Said Chinamasa: "Their objectives include destabilisation and interference with the evolution of our political process, undermining our sovereignty (and) creating and sustaining local opposition groups that have no local support base".

He then appealed to the new UN council to "prohibit" direct funding of local human rights NGOs by developed countries, saying if "any (financial) assistance is desired" it should only be "channelled through the UN system".

Such unlikely claims and his brazen attempt to seek universal endorsement of government’s determination to further erode civil society’s democratic space serves to expose the authorities’ fear of having their undemocratic conduct subjected to scrutiny.

But while Chinamasa dismissed allegations of human rights violations as "fabrications" of the West and assured the Council that government would uphold the "human rights of all its people" as provided for in "Charter of the United Nations and in our Constitution", events on the ground proved otherwise.

For example, during the week the media carried six fresh cases of rights violations. These included the arrest of members of Women of Zimbabwe Arise, the barring and disruption of MDC gatherings by the police, who justified their actions on grounds that they were merely enforcing the repressive Public Order and Security Act (POSA).

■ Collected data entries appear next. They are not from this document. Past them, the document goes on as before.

//! `execute_query` and `explain_query` (spec §4.5) — the two tools that run
//! an arbitrary, caller-supplied statement rather than a fixed
//! introspection query, and so are the only ones subject to the full C3
//! classify+authorize gate on the statement itself.

use async_trait::async_trait;
use mssql_mcp_error::{McpError, Result};
use mssql_mcp_observatory::QueryOutcome;
use mssql_mcp_safety::Classification;
use serde_json::{json, Value};

use super::{opt_bool, opt_str, require_str};
use crate::sql;
use crate::tools::{authorize, borrow_connection};
use crate::{AppContext, McpTool};

pub struct ExecuteQueryTool;

#[async_trait]
impl McpTool for ExecuteQueryTool {
    fn name(&self) -> &'static str {
        "execute_query"
    }

    fn description(&self) -> &'static str {
        "Execute a SQL statement against the configured SQL Server database, subject to the server's safety policy."
    }

    fn input_schema(&self) -> Value {
        json!({
            "type": "object",
            "properties": {
                "statement": { "type": "string", "description": "SQL statement to execute" },
                "database": { "type": "string", "description": "Database to switch to before executing" }
            },
            "required": ["statement"]
        })
    }

    async fn execute(&self, ctx: &AppContext, arguments: Value) -> Result<Value> {
        let statement = require_str(&arguments, "statement")?;
        let database = opt_str(&arguments, "database");

        let decision = authorize(ctx, self.name(), statement)?;
        let token = ctx.observatory.start_query(self.name(), statement, database);

        let mut conn = match borrow_connection(ctx, database).await {
            Ok(c) => c,
            Err(e) => {
                ctx.observatory.end_query(
                    token,
                    QueryOutcome::failure(e.kind(), &e.to_string()),
                );
                return Err(e);
            }
        };

        let outcome = match decision.classification {
            Classification::Empty | Classification::ReadOnly => {
                sql::query_recordsets(&mut conn, statement).await.map(|recordsets| {
                    let row_count: i64 = recordsets.iter().map(|r| r.len() as i64).sum();
                    (Vec::<i64>::new(), recordsets, row_count)
                })
            }
            _ => sql::execute_statement(&mut conn, statement)
                .await
                .map(|rows_affected| {
                    let total: i64 = rows_affected.iter().map(|&n| n as i64).sum();
                    (rows_affected.iter().map(|&n| n as i64).collect(), Vec::new(), total)
                }),
        };

        match outcome {
            Ok((rows_affected, recordsets, row_count)) => {
                ctx.observatory.end_query(
                    token,
                    QueryOutcome::success(rows_affected.clone(), row_count),
                );
                Ok(json!({
                    "rowsAffected": rows_affected,
                    "recordset": recordsets.first().cloned().unwrap_or_default(),
                    "recordsets": recordsets,
                    "safetyInfo": {
                        "classification": format!("{:?}", decision.classification),
                        "allowed": decision.allowed,
                        "reason": decision.reason,
                    }
                }))
            }
            Err(e) => {
                ctx.observatory.end_query(token, QueryOutcome::failure(e.kind(), &e.to_string()));
                Err(e)
            }
        }
    }
}

pub struct ExplainQueryTool;

#[async_trait]
impl McpTool for ExplainQueryTool {
    fn name(&self) -> &'static str {
        "explain_query"
    }

    fn description(&self) -> &'static str {
        "Return the execution plan for a SQL statement without (or, optionally, with) actually collecting its result rows."
    }

    fn input_schema(&self) -> Value {
        json!({
            "type": "object",
            "properties": {
                "statement": { "type": "string", "description": "SQL statement to explain" },
                "database": { "type": "string" },
                "includeActualPlan": {
                    "type": "boolean",
                    "description": "Capture the actual (post-execution) plan instead of the estimated plan",
                    "default": false
                }
            },
            "required": ["statement"]
        })
    }

    async fn execute(&self, ctx: &AppContext, arguments: Value) -> Result<Value> {
        let statement = require_str(&arguments, "statement")?;
        let database = opt_str(&arguments, "database");
        let include_actual_plan = opt_bool(&arguments, "includeActualPlan", false);

        // `SET SHOWPLAN_XML ON` suppresses execution entirely, but
        // `SET STATISTICS XML ON` does not — it only annotates the results of
        // a statement that still actually runs. So `includeActualPlan` goes
        // through the same classify+authorize gate `execute_query` does;
        // without it a caller could smuggle a DROP/DELETE/UPDATE past
        // `readOnlyMode` by wrapping it in an "explain" call.
        let decision = authorize(ctx, self.name(), statement)?;
        let token = ctx.observatory.start_query(self.name(), statement, database);
        let mut conn = match borrow_connection(ctx, database).await {
            Ok(c) => c,
            Err(e) => {
                ctx.observatory.end_query(token, QueryOutcome::failure(e.kind(), &e.to_string()));
                return Err(e);
            }
        };

        let setting = if include_actual_plan {
            "SET STATISTICS XML ON"
        } else {
            "SET SHOWPLAN_XML ON"
        };
        let restore = if include_actual_plan {
            "SET STATISTICS XML OFF"
        } else {
            "SET SHOWPLAN_XML OFF"
        };

        let result = async {
            sql::execute_statement(&mut conn, setting).await.ok();
            let plan_rows = sql::query_recordsets(&mut conn, statement).await?;
            Ok::<_, McpError>(plan_rows)
        }
        .await;

        // Best-effort restore on every exit path; failure here is logged,
        // never surfaced (spec §4.5: "restores settings on all exit paths —
        // failure to restore is logged but not surfaced").
        if let Err(e) = sql::execute_statement(&mut conn, restore).await {
            tracing::warn!(error = %e, "failed to restore showplan session setting");
        }

        match result {
            Ok(plan_rows) => {
                ctx.observatory.end_query(token, QueryOutcome::success(Vec::new(), 0));
                let cost_lookup = best_effort_cost_lookup(&mut conn, statement).await;
                Ok(json!({
                    "plan": plan_rows,
                    "includeActualPlan": include_actual_plan,
                    "estimatedCost": cost_lookup,
                    "safetyInfo": {
                        "classification": format!("{:?}", decision.classification),
                        "allowed": decision.allowed,
                        "reason": decision.reason,
                    }
                }))
            }
            Err(e) => {
                ctx.observatory.end_query(token, QueryOutcome::failure(e.kind(), &e.to_string()));
                Err(e)
            }
        }
    }
}

/// Best-effort lookup against `sys.dm_exec_query_stats`/`sys.dm_exec_sql_text`
/// for a statement matching this one's fingerprint. Returns `null` rather
/// than failing the whole tool call if the DMV read itself fails — this is
/// explicitly a "best effort" enrichment per spec §4.5.
async fn best_effort_cost_lookup(conn: &mut mssql_mcp_pool::PooledConnection, statement: &str) -> Value {
    let escaped = statement.replace('\'', "''");
    let sql = format!(
        "SELECT TOP 1 qs.total_worker_time, qs.total_elapsed_time, qs.execution_count \
         FROM sys.dm_exec_query_stats qs \
         CROSS APPLY sys.dm_exec_sql_text(qs.sql_handle) st \
         WHERE st.text LIKE '%{escaped}%' \
         ORDER BY qs.last_execution_time DESC"
    );
    match sql::query_rows(conn, &sql).await {
        Ok(mut rows) => rows.pop().unwrap_or(Value::Null),
        Err(_) => Value::Null,
    }
}
//! A `deadpool::managed::Manager` over `tiberius::Client`.
//!
//! Grounded on the `deadpool-tiberius` crate's `Manager` (TCP connect, then
//! `tiberius::Client::connect`, with one retry on a `Routing` redirect to
//! the server SQL Server hands back during login). That published crate's
//! manager has no hook for the backoff/retry-budget semantics this server
//! needs at *establishment* time, so the retry loop lives in
//! [`crate::ConnectionManager`] instead; this `Manager` only does the one
//! thing deadpool asks of it: produce and recycle single connections.

use async_trait::async_trait;
use deadpool::managed;
use tiberius::{AuthMethod, Config, EncryptionLevel};
use tokio::net::TcpStream;
use tokio_util::compat::{Compat, TokioAsyncWriteCompatExt};

/// A pooled connection's concrete type.
pub type Client = tiberius::Client<Compat<TcpStream>>;

/// Settings needed to build a `tiberius::Config`. A deliberately narrow
/// slice of `mssql_mcp_config::ServerConfig` — this crate does not depend
/// on the config crate, to keep the pool reusable independent of how its
/// settings were resolved.
#[derive(Debug, Clone)]
pub struct ConnectionSettings {
    pub host: String,
    pub port: u16,
    pub database: String,
    pub user: String,
    pub password: String,
    pub domain: String,
    pub encrypt: bool,
    pub trust_server_certificate: bool,
    pub application_name: String,
}

impl ConnectionSettings {
    fn to_tiberius_config(&self) -> Config {
        let mut config = Config::new();
        config.host(&self.host);
        config.port(self.port);
        config.database(&self.database);
        config.application_name(&self.application_name);

        config.authentication(if self.user.is_empty() {
            AuthMethod::Integrated
        } else if self.domain.is_empty() {
            AuthMethod::sql_server(&self.user, &self.password)
        } else {
            AuthMethod::windows(&self.user, &self.password, &self.domain)
        });

        config.encryption(if self.encrypt {
            EncryptionLevel::Required
        } else {
            EncryptionLevel::NotSupported
        });
        if self.trust_server_certificate {
            config.trust_cert();
        }

        config
    }
}

pub struct Manager {
    config: Config,
}

impl Manager {
    pub fn new(settings: &ConnectionSettings) -> Self {
        Self {
            config: settings.to_tiberius_config(),
        }
    }
}

#[async_trait]
impl managed::Manager for Manager {
    type Type = Client;
    type Error = tiberius::error::Error;

    async fn create(&self) -> Result<Client, Self::Error> {
        let tcp = TcpStream::connect(self.config.get_addr()).await?;
        tcp.set_nodelay(true)?;

        match Client::connect(self.config.clone(), tcp.compat_write()).await {
            Ok(client) => Ok(client),
            Err(tiberius::error::Error::Routing { host, port }) => {
                let mut redirected = self.config.clone();
                redirected.host(host);
                redirected.port(port);
                let tcp = TcpStream::connect(redirected.get_addr()).await?;
                tcp.set_nodelay(true)?;
                Client::connect(redirected, tcp.compat_write()).await
            }
            Err(err) => Err(err),
        }
    }

    async fn recycle(
        &self,
        obj: &mut Self::Type,
        _metrics: &managed::Metrics,
    ) -> managed::RecycleResult<Self::Error> {
        match obj.simple_query("").await {
            Ok(_) => Ok(()),
            Err(e) => Err(managed::RecycleError::Message(e.to_string())),
        }
    }
}
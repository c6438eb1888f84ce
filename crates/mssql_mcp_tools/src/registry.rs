//! Tool registry: the fixed catalog the dispatcher serves on `tools/list`
//! and dispatches against on `tools/call` (spec §4.6).

use std::collections::HashMap;

use mssql_mcp_error::{McpError, Result};
use mssql_mcp_protocol::ToolDefinition;
use serde_json::Value;

use crate::tools::{
    advisor::{AnalyzeQueryPerformanceTool, DetectQueryBottlenecksTool, GetOptimizationInsightsTool},
    data::{ExportTableCsvTool, GetTableDataTool},
    performance::{GetConnectionHealthTool, GetPerformanceStatsTool, GetQueryPerformanceTool},
    query::{ExecuteQueryTool, ExplainQueryTool},
    schema::{DescribeTableTool, GetIndexRecommendationsTool, ListDatabasesTool, ListForeignKeysTool, ListTablesTool},
};
use crate::{AppContext, McpTool};

/// Owns one boxed instance of every registered tool.
pub struct ToolRegistry {
    tools: HashMap<&'static str, Box<dyn McpTool>>,
}

impl ToolRegistry {
    /// Build the registry with the fixed catalog from spec §6 — exactly
    /// these 15 tools, no more, no fewer.
    pub fn new() -> Self {
        let mut registry = Self {
            tools: HashMap::new(),
        };

        registry.register(Box::new(ExecuteQueryTool));
        registry.register(Box::new(ListDatabasesTool));
        registry.register(Box::new(ListTablesTool));
        registry.register(Box::new(DescribeTableTool));
        registry.register(Box::new(GetTableDataTool));
        registry.register(Box::new(ListForeignKeysTool));
        registry.register(Box::new(ExportTableCsvTool));
        registry.register(Box::new(ExplainQueryTool));
        registry.register(Box::new(GetPerformanceStatsTool));
        registry.register(Box::new(GetQueryPerformanceTool));
        registry.register(Box::new(GetConnectionHealthTool));
        registry.register(Box::new(GetIndexRecommendationsTool));
        registry.register(Box::new(AnalyzeQueryPerformanceTool));
        registry.register(Box::new(DetectQueryBottlenecksTool));
        registry.register(Box::new(GetOptimizationInsightsTool));

        tracing::debug!(count = registry.tools.len(), "tool registry initialized");
        registry
    }

    fn register(&mut self, tool: Box<dyn McpTool>) {
        self.tools.insert(tool.name(), tool);
    }

    pub fn list_tools(&self) -> Vec<ToolDefinition> {
        let mut defs: Vec<ToolDefinition> = self
            .tools
            .values()
            .map(|t| ToolDefinition {
                name: t.name().to_string(),
                description: t.description().to_string(),
                input_schema: t.input_schema(),
            })
            .collect();
        defs.sort_by(|a, b| a.name.cmp(&b.name));
        defs
    }

    pub async fn call_tool(&self, ctx: &AppContext, name: &str, arguments: Value) -> Result<Value> {
        let tool = self
            .tools
            .get(name)
            .ok_or_else(|| McpError::unknown_tool(name))?;
        tool.execute(ctx, arguments).await
    }
}

impl Default for ToolRegistry {
    fn default() -> Self {
        Self::new()
    }
}

#[cfg(test)]
mod tests {
    use super::*;

    #[test]
    fn catalog_has_exactly_the_fifteen_spec_tools() {
        let registry = ToolRegistry::new();
        let names: Vec<&str> = registry.tools.keys().copied().collect();
        assert_eq!(names.len(), 15);
        for expected in [
            "execute_query",
            "list_databases",
            "list_tables",
            "describe_table",
            "get_table_data",
            "list_foreign_keys",
            "export_table_csv",
            "explain_query",
            "get_performance_stats",
            "get_query_performance",
            "get_connection_health",
            "get_index_recommendations",
            "analyze_query_performance",
            "detect_query_bottlenecks",
            "get_optimization_insights",
        ] {
            assert!(names.contains(&expected), "missing tool {expected}");
        }
    }

    #[test]
    fn unknown_tool_name_is_rejected() {
        let registry = ToolRegistry::new();
        assert!(!registry.tools.contains_key("frobnicate"));
    }
}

In one of the reports, The Standard (25/6) reported that the CIO had "threatened" some church leaders whom they accused of holding an "illegal" meeting in Highfeild.

Reportedly, one of the pastors, Bishop Levee Kadenge, has subsequently gone "underground after he was threatened with death by a CIO operative" who warned him that the intelligence agency wanted to "wipe him out".

To further illustrate the extent to which the country had become a police state, the paper cited other recent incidents in which "state security agents" had threatened student leaders and workers’ representatives against staging anti-government protests.